One is reminded of Gogol dying “– Get a ladder!” Kiefer’s ladder that goes from earth to heaven is rickety and precarious – whoever climbed last had to take off his earthly robes – they remain on a few steps. On Jacob’s ladder, God’s angels pass up and down unimpeded – but the person who wants to go up must take off the earthly. The Persians call it “tadjrid”, undressing.

Knausgård’s opening words to “My Struggle” describe this undressing. Death takes us. “The heart stops sooner or later.” – The reader meets the direction of travel in this authorship. What a swarm of human destinies and situations that stand out against the background of the condition of life common to all people – undressing, annihilation. The indirect question that is asked is: How are those sentenced to death doing? – The answer is paradoxical: quite good, sometimes worse, sometimes better.
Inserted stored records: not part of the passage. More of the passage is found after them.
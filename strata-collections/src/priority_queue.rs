//! Binary-heap priority queue adapter.

use std::fmt;
use std::marker::PhantomData;

use strata_algo::{Compare, Less, make_heap_by, pop_heap_by, push_heap_by, sort_heap_by};

use crate::sequence::RandomAccessSequence;

/// Priority queue keeping a random-access container in heap order.
///
/// With the default [`Less`] ordering the greatest element is on top; use
/// [`Greater`](strata_algo::Greater) or a closure for other orders.
///
/// ```
/// use strata_collections::PriorityQueue;
/// use strata_algo::Greater;
///
/// let mut max = PriorityQueue::new();
/// let mut min = PriorityQueue::with_compare(Greater);
/// for v in [3, 1, 4, 1, 5] {
///     max.push(v);
///     min.push(v);
/// }
/// assert_eq!(max.pop(), Some(5));
/// assert_eq!(min.pop(), Some(1));
/// ```
pub struct PriorityQueue<T, C = Vec<T>, P = Less> {
    c: C,
    cmp: P,
    _marker: PhantomData<T>,
}

impl<T: PartialOrd> PriorityQueue<T> {
    /// Creates an empty max-heap over a `Vec`.
    pub const fn new() -> Self {
        Self {
            c: Vec::new(),
            cmp: Less,
            _marker: PhantomData,
        }
    }
}

impl<T, P: Compare<T>> PriorityQueue<T, Vec<T>, P> {
    /// Creates an empty queue over a `Vec` ordered by `cmp`.
    pub const fn with_compare(cmp: P) -> Self {
        Self {
            c: Vec::new(),
            cmp,
            _marker: PhantomData,
        }
    }
}

impl<T, C, P> PriorityQueue<T, C, P>
where
    C: RandomAccessSequence<Item = T>,
    P: Compare<T>,
{
    /// Adopts `c`, heapifying it with `cmp`.
    pub fn from_container_with(mut c: C, cmp: P) -> Self {
        let (first, last) = c.cursor_range();
        unsafe { make_heap_by(first, last, |a: &T, b: &T| cmp.less(a, b)) };
        Self { c, cmp, _marker: PhantomData }
    }

    /// Adopts `c`, heapifying it with the default ordering.
    pub fn from_container(c: C) -> Self
    where
        P: Default,
    {
        Self::from_container_with(c, P::default())
    }

    /// Inserts `value`.
    pub fn push(&mut self, value: T) {
        self.c.push_back(value);
        let (first, last) = self.c.cursor_range();
        let cmp = &self.cmp;
        unsafe { push_heap_by(first, last, |a: &T, b: &T| cmp.less(a, b)) };
    }

    /// Inserts the value produced by `f`.
    pub fn emplace<F: FnOnce() -> T>(&mut self, f: F) {
        self.c.emplace_back(f);
        let (first, last) = self.c.cursor_range();
        let cmp = &self.cmp;
        unsafe { push_heap_by(first, last, |a: &T, b: &T| cmp.less(a, b)) };
    }

    /// Removes and returns the top element.
    pub fn pop(&mut self) -> Option<T> {
        if self.c.is_empty() {
            return None;
        }
        let (first, last) = self.c.cursor_range();
        let cmp = &self.cmp;
        unsafe { pop_heap_by(first, last, |a: &T, b: &T| cmp.less(a, b)) };
        self.c.pop_back()
    }

    /// Top element.
    #[inline]
    pub fn top(&self) -> Option<&T> {
        self.c.get(0)
    }

    /// Number of elements.
    #[inline]
    pub fn len(&self) -> usize {
        self.c.len()
    }

    /// Returns `true` if the queue is empty.
    #[inline]
    pub fn is_empty(&self) -> bool {
        self.c.is_empty()
    }

    /// Unwraps the container, still in heap order.
    pub fn into_inner(self) -> C {
        self.c
    }

    /// Unwraps the container sorted in ascending order of the comparator.
    pub fn into_sorted(mut self) -> C {
        let (first, last) = self.c.cursor_range();
        let cmp = &self.cmp;
        unsafe { sort_heap_by(first, last, |a: &T, b: &T| cmp.less(a, b)) };
        self.c
    }

    /// [`into_sorted`](PriorityQueue::into_sorted) collected into a `Vec`.
    pub fn into_sorted_vec(self) -> Vec<T>
    where
        C: IntoIterator<Item = T>,
    {
        self.into_sorted().into_iter().collect()
    }
}

impl<T: PartialOrd> Default for PriorityQueue<T> {
    fn default() -> Self {
        Self::new()
    }
}

impl<T, C: Clone, P: Clone> Clone for PriorityQueue<T, C, P> {
    fn clone(&self) -> Self {
        Self {
            c: self.c.clone(),
            cmp: self.cmp.clone(),
            _marker: PhantomData,
        }
    }
}

impl<T, C: fmt::Debug, P> fmt::Debug for PriorityQueue<T, C, P> {
    fn fmt(&self, f: &mut fmt::Formatter<'_>) -> fmt::Result {
        f.debug_tuple("PriorityQueue").field(&self.c).finish()
    }
}

impl<T, C, P> Extend<T> for PriorityQueue<T, C, P>
where
    C: RandomAccessSequence<Item = T>,
    P: Compare<T>,
{
    fn extend<I: IntoIterator<Item = T>>(&mut self, iter: I) {
        for item in iter {
            self.push(item);
        }
    }
}

impl<T, C, P> FromIterator<T> for PriorityQueue<T, C, P>
where
    C: RandomAccessSequence<Item = T> + FromIterator<T>,
    P: Compare<T> + Default,
{
    fn from_iter<I: IntoIterator<Item = T>>(iter: I) -> Self {
        Self::from_container(iter.into_iter().collect())
    }
}

#[cfg(test)]
mod tests {
    use super::*;
    use crate::Deque;
    use strata_algo::Greater;

    #[test]
    fn pops_in_priority_order() {
        let mut q = PriorityQueue::new();
        for v in [5, 9, 1, 7, 3, 9, 0] {
            q.push(v);
        }
        assert_eq!(q.top(), Some(&9));
        let mut out = Vec::new();
        while let Some(v) = q.pop() {
            out.push(v);
        }
        assert_eq!(out, [9, 9, 7, 5, 3, 1, 0]);
    }

    #[test]
    fn from_container_heapifies() {
        let q: PriorityQueue<i32> = PriorityQueue::from_container(vec![1, 8, 3, 6]);
        assert_eq!(q.top(), Some(&8));
        assert_eq!(q.into_sorted_vec(), [1, 3, 6, 8]);
    }

    #[test]
    fn min_heap_over_deque() {
        let d: Deque<u32> = (0..3000).rev().collect();
        let mut q: PriorityQueue<u32, Deque<u32>, Greater> = PriorityQueue::from_container(d);
        for expected in 0..3000 {
            assert_eq!(q.pop(), Some(expected));
        }
        assert!(q.is_empty());
    }

    #[test]
    fn closure_ordering() {
        let mut q = PriorityQueue::with_compare(|a: &&str, b: &&str| a.len() < b.len());
        q.extend(["aa", "a", "aaaa", "aaa"]);
        assert_eq!(q.pop(), Some("aaaa"));
        assert_eq!(q.len(), 3);
    }
}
It seems to be a tough breed.

Now a Swedish writer is going to make a statement about a Norwegian colleague. There has been a mental tension between the two brother nations ever since the dissolution of the union in 1905. The Swedes were rejected in the referendum. Only 184 Norwegians voted for the union, several hundred thousand voted against. It is interesting that our current Swedish king’s grandfathers’ father – he who later became Gustaf V, was crown prince at the time and telegraphed from London to his father Oscar II not to intervene militarily against the Norwegians. There were Swedish patriots who wanted to take up arms. – The Bernadottes were tolerant and wise. King Karl XV supported the anarchist Bakunin when he spent more than a year in Stockholm (1863).

Literarily, free Norway has stacked up magnificently, Hamsun received the Nobel Prize in 1920, Sigrid Undset in 1928 and now this year Jon Fosse! – In my eyes, the foremost poet in the Nordics is Olav Hauge – and I can tell you that his wife Bodil Cappelen is still alive and lives in Tönsberg – we are in contact. Her correspondence with Olav Hauge has been published and is a wonderful read. In Sweden, we envy the Norwegians their national anthem, “Ja, vi elsker dette landet…” – Björnstjerne Björnson wrote the lyrics, Rikard Nordraak, Grieg’s friend, did the music. He died at age 24. “Norwegian Man in House and Cottage, thank your great God! He wanted to protect the country, even though it looked dark…”. Holberg was Norwegian. And Brahms’ grandmother was from Bergen.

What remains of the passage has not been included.